__WHAT THE EXERCISE ASKS__
In the entries that follow, find the line containing "for param in", then output exactly every line from the first through that one.

__Data items__
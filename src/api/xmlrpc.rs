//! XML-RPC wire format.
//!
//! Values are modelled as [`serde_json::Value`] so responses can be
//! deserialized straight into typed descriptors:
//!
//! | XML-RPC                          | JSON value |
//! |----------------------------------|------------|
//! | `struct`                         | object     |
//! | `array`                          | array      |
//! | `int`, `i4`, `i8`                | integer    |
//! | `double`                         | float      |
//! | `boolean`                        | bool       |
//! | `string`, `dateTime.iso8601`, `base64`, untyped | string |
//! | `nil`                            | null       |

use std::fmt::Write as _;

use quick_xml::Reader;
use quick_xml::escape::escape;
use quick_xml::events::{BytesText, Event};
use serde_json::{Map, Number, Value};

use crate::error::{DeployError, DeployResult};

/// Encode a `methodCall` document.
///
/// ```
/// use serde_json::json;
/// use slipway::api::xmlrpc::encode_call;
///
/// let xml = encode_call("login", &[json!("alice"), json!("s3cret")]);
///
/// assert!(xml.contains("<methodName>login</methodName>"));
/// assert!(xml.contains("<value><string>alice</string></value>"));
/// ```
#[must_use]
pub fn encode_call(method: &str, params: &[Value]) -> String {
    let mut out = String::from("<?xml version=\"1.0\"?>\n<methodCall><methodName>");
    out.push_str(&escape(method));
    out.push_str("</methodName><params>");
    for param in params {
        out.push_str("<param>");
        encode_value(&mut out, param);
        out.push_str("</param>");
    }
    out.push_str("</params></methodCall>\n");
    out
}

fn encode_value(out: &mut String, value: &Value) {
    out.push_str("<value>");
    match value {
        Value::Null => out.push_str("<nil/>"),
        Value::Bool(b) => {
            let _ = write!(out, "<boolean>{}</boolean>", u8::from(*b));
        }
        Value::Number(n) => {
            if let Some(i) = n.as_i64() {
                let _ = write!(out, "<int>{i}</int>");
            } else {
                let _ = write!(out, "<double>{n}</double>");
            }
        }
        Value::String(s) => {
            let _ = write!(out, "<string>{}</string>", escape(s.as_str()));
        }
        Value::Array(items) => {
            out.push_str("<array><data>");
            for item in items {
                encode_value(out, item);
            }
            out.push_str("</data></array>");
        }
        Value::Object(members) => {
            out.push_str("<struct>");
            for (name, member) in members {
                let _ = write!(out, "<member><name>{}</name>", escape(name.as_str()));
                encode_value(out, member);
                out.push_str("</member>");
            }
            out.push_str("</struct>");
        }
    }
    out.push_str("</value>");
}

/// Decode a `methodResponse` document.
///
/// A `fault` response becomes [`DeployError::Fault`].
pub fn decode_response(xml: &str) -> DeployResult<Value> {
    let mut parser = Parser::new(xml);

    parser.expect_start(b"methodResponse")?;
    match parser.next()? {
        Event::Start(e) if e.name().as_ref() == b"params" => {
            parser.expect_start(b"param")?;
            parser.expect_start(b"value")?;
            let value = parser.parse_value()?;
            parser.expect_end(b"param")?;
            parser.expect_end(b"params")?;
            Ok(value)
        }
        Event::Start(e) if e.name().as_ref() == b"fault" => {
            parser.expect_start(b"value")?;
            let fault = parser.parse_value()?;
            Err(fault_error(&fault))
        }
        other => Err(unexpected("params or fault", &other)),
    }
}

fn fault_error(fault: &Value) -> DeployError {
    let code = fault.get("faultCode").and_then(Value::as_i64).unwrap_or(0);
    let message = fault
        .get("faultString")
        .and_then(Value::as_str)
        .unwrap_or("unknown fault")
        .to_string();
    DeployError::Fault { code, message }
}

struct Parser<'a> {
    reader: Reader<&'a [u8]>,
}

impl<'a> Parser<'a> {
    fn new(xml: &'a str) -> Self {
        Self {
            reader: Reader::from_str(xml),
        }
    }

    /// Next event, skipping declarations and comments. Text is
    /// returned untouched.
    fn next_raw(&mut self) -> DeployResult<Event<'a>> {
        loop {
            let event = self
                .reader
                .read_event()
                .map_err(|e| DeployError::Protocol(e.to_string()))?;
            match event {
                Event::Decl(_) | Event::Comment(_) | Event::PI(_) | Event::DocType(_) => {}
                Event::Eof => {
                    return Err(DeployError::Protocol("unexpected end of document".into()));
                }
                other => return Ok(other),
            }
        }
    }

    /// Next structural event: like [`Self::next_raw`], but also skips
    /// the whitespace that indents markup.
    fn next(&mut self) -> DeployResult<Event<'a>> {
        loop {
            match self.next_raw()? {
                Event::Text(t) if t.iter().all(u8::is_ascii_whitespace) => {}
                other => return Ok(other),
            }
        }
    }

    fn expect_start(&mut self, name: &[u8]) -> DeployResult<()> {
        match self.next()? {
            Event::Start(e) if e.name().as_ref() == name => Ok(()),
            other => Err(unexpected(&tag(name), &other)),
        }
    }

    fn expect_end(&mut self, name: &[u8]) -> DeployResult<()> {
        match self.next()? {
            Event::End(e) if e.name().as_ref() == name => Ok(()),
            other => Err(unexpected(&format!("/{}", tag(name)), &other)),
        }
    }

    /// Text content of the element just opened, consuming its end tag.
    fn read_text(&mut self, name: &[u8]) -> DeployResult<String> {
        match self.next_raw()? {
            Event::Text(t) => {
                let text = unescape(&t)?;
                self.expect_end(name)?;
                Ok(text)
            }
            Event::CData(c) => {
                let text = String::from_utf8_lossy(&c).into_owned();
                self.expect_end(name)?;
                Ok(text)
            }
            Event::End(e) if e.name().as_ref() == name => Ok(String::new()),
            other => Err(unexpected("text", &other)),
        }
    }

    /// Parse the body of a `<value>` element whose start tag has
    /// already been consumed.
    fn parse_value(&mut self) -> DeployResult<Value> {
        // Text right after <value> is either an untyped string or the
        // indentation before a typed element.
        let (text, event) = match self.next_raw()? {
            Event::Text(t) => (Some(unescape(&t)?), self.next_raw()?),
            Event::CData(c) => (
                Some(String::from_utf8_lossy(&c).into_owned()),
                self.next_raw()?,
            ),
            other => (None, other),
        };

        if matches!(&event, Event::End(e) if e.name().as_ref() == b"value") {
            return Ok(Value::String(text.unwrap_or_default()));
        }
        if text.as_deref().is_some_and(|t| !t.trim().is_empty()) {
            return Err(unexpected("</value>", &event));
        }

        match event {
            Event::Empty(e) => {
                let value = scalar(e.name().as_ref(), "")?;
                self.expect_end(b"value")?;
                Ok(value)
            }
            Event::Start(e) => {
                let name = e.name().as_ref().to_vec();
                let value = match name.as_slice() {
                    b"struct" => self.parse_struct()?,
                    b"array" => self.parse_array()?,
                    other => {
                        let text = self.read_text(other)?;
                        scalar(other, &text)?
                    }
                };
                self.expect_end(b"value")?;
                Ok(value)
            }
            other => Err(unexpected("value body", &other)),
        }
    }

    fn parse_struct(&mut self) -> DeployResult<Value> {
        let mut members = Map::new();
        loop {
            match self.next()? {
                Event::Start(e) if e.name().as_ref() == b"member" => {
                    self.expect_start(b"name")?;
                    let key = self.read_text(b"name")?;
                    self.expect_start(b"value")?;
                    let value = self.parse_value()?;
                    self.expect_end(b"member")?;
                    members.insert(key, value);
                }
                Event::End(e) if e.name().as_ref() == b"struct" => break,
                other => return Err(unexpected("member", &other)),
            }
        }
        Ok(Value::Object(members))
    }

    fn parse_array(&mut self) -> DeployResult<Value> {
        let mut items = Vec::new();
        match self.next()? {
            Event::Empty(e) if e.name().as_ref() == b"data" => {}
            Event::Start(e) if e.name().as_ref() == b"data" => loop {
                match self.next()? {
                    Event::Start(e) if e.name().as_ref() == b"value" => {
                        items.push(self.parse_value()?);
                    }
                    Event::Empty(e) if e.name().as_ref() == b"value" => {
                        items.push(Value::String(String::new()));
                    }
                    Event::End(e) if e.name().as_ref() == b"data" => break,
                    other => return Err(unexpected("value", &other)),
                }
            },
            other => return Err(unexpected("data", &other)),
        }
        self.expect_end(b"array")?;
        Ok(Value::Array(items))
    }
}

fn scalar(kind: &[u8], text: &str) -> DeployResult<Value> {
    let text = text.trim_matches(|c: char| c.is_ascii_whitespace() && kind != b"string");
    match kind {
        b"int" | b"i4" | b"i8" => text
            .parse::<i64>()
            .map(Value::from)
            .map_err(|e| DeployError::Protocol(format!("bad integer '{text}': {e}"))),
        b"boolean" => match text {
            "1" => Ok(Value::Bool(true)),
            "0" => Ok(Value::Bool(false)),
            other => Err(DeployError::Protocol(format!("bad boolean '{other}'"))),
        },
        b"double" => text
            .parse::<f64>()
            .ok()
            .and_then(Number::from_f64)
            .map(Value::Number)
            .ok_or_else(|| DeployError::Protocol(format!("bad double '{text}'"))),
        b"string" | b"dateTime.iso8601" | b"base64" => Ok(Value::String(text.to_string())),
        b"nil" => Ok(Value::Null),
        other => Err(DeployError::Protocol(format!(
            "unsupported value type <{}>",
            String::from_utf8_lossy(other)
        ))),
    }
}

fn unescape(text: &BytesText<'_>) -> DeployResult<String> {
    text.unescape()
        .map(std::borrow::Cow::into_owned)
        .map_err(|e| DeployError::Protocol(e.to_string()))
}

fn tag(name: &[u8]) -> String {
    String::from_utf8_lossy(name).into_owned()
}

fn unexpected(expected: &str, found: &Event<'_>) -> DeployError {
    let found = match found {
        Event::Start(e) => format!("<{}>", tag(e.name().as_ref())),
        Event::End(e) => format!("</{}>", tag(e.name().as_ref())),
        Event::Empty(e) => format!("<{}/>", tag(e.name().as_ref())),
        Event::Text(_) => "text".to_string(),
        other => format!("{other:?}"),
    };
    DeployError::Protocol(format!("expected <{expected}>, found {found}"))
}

__REPLY TO THE EXERCISE__
filename src/api/xmlrpc.rs
//! XML-RPC wire format.
//!
//! Values are modelled as [`serde_json::Value`] so responses can be
//! deserialized straight into typed descriptors:
//!
//! | XML-RPC                          | JSON value |
//! |----------------------------------|------------|
//! | `struct`                         | object     |
//! | `array`                          | array      |
//! | `int`, `i4`, `i8`                | integer    |
//! | `double`                         | float      |
//! | `boolean`                        | bool       |
//! | `string`, `dateTime.iso8601`, `base64`, untyped | string |
//! | `nil`                            | null       |

use std::fmt::Write as _;

use quick_xml::Reader;
use quick_xml::escape::escape;
use quick_xml::events::{BytesText, Event};
use serde_json::{Map, Number, Value};

use crate::error::{DeployError, DeployResult};

/// Encode a `methodCall` document.
///
/// ```
/// use serde_json::json;
/// use slipway::api::xmlrpc::encode_call;
///
/// let xml = encode_call("login", &[json!("alice"), json!("s3cret")]);
///
/// assert!(xml.contains("<methodName>login</methodName>"));
/// assert!(xml.contains("<value><string>alice</string></value>"));
/// ```
#[must_use]
pub fn encode_call(method: &str, params: &[Value]) -> String {
    let mut out = String::from("<?xml version=\"1.0\"?>\n<methodCall><methodName>");
    out.push_str(&escape(method));
    out.push_str("</methodName><params>");
    for param in params {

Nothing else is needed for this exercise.